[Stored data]
··········

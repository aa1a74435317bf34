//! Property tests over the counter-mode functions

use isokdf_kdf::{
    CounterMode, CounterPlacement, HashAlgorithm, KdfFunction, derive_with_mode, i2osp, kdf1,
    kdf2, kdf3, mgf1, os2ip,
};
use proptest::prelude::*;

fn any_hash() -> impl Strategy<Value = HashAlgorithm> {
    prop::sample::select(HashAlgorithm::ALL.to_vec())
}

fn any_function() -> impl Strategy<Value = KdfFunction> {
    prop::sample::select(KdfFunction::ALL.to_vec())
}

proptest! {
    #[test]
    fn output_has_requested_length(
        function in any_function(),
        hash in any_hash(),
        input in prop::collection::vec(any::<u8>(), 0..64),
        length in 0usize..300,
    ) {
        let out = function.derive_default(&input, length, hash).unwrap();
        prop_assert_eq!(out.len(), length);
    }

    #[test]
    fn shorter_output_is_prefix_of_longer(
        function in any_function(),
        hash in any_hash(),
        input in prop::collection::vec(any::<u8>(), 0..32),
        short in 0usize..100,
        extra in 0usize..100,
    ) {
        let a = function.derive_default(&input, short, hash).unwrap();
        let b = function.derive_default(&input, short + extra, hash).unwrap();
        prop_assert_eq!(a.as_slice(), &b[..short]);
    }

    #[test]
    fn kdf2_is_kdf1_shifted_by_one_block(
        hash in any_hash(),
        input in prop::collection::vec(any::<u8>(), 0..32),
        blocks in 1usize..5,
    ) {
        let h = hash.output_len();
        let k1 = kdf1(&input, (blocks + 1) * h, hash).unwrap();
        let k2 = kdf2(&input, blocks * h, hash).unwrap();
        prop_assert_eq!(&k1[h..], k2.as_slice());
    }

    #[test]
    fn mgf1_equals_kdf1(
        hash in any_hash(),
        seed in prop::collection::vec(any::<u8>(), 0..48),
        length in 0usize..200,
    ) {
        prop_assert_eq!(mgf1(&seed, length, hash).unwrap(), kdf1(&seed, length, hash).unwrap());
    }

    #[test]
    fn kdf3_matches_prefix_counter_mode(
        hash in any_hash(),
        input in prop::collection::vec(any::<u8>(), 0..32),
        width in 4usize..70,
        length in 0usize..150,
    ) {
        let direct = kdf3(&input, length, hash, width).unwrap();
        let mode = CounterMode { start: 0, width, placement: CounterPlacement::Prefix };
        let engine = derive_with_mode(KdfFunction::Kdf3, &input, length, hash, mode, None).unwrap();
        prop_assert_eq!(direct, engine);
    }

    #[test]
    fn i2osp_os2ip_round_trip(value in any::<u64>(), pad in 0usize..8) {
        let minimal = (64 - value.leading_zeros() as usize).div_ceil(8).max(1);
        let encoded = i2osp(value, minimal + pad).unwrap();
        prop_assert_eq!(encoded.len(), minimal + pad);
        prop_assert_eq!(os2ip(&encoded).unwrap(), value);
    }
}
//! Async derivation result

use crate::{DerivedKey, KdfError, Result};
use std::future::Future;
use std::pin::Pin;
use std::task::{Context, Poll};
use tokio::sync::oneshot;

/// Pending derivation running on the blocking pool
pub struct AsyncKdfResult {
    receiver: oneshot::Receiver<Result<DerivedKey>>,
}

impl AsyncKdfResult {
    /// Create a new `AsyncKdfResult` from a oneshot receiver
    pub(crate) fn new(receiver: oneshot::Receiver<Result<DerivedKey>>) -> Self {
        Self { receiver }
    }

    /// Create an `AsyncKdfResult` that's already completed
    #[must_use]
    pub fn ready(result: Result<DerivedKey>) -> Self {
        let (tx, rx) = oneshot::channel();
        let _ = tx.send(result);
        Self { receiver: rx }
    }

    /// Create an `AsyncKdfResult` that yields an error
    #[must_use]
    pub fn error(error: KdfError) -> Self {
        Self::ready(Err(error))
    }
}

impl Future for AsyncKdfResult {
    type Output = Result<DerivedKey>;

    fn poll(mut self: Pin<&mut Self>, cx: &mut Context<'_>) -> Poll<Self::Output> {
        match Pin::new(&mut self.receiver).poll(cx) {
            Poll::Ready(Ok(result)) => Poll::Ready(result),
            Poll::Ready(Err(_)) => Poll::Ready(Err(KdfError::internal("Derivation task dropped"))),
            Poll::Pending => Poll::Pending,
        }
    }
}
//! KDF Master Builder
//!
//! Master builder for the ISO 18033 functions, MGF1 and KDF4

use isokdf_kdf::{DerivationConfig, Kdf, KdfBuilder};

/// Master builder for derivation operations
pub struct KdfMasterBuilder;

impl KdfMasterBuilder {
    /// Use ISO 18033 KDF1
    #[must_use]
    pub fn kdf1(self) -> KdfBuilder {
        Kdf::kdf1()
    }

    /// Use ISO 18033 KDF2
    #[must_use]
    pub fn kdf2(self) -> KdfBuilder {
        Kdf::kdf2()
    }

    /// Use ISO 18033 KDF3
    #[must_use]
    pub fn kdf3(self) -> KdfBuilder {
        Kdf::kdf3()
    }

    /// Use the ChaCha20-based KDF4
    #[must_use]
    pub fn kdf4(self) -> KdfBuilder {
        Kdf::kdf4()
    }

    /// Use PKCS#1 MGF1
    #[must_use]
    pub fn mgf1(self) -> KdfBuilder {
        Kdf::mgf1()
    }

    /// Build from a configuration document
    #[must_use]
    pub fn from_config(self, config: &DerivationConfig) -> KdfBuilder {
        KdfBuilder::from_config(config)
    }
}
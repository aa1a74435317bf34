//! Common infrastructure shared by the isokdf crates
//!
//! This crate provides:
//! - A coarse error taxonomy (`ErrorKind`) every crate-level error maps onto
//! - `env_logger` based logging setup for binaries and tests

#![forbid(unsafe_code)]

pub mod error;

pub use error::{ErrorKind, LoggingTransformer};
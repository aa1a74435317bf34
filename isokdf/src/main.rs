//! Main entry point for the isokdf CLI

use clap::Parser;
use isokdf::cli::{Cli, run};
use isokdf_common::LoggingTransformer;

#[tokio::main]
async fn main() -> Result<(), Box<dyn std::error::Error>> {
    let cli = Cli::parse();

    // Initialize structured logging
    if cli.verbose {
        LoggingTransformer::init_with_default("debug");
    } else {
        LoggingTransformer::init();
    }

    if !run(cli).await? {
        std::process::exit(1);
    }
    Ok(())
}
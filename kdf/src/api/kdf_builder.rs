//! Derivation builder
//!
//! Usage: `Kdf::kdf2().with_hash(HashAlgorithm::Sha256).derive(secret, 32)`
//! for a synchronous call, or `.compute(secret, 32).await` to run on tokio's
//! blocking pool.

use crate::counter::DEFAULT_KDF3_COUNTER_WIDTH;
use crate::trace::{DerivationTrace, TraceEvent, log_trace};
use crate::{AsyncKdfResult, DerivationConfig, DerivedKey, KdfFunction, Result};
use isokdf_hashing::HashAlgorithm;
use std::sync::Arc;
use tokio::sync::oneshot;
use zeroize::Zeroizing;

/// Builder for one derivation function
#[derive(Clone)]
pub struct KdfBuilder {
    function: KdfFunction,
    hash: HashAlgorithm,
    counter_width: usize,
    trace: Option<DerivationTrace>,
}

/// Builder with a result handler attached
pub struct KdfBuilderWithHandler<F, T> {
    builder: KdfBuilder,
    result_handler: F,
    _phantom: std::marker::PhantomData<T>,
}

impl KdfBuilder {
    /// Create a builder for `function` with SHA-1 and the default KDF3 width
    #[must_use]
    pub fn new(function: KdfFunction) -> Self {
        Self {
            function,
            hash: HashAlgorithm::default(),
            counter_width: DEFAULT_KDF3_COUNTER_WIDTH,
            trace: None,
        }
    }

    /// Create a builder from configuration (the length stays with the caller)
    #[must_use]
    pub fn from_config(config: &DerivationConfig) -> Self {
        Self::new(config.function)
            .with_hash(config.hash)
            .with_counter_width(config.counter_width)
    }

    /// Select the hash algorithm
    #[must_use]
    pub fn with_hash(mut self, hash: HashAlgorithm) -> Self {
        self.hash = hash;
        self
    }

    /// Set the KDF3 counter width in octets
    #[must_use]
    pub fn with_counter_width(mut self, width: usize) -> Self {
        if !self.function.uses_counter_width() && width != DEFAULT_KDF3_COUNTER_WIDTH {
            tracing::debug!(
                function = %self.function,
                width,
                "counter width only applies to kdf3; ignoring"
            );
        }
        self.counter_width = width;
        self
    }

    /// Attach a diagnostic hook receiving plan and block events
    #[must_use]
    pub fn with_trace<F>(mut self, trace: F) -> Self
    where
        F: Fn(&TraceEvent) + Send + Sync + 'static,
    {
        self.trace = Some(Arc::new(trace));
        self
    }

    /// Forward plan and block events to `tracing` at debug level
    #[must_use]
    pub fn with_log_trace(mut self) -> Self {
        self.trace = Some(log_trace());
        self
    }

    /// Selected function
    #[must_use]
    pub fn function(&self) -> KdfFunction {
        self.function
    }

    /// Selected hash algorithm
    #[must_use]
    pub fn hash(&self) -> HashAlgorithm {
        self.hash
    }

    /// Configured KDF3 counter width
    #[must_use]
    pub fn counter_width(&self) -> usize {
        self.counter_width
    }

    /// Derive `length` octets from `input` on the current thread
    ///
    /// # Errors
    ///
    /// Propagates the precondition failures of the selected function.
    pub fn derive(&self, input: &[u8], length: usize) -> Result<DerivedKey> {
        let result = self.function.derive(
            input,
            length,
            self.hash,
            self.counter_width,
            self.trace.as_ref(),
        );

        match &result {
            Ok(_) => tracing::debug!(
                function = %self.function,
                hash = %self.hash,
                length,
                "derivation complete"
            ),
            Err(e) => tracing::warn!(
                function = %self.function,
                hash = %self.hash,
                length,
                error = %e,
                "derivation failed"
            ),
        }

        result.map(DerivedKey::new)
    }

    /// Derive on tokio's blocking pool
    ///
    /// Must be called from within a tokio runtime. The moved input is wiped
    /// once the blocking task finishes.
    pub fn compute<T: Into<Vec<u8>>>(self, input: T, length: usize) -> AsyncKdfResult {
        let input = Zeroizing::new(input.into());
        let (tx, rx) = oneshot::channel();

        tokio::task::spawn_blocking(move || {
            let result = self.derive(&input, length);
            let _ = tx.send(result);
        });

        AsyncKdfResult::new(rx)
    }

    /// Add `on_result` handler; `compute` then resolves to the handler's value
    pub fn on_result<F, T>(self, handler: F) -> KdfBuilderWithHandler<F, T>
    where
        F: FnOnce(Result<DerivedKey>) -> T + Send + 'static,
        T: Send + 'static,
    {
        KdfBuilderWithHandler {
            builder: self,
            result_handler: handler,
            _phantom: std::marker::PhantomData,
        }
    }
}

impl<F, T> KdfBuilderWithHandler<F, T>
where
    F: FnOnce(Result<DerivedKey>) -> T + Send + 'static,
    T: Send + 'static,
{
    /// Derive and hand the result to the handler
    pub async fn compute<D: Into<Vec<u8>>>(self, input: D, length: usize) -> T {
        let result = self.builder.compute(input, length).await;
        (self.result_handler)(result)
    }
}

··········

**What is required**
Above are the records. Copy the lines beginning at the one that has "let direct = kdf3(&input, length, hash, width).unwrap();" and ending with the one that has "prop_assert_eq!(direct, engine);", unchanged.

**Exercise solution**
        let direct = kdf3(&input, length, hash, width).unwrap();
        let mode = CounterMode { start: 0, width, placement: CounterPlacement::Prefix };
        let engine = derive_with_mode(KdfFunction::Kdf3, &input, length, hash, mode, None).unwrap();
        prop_assert_eq!(direct, engine);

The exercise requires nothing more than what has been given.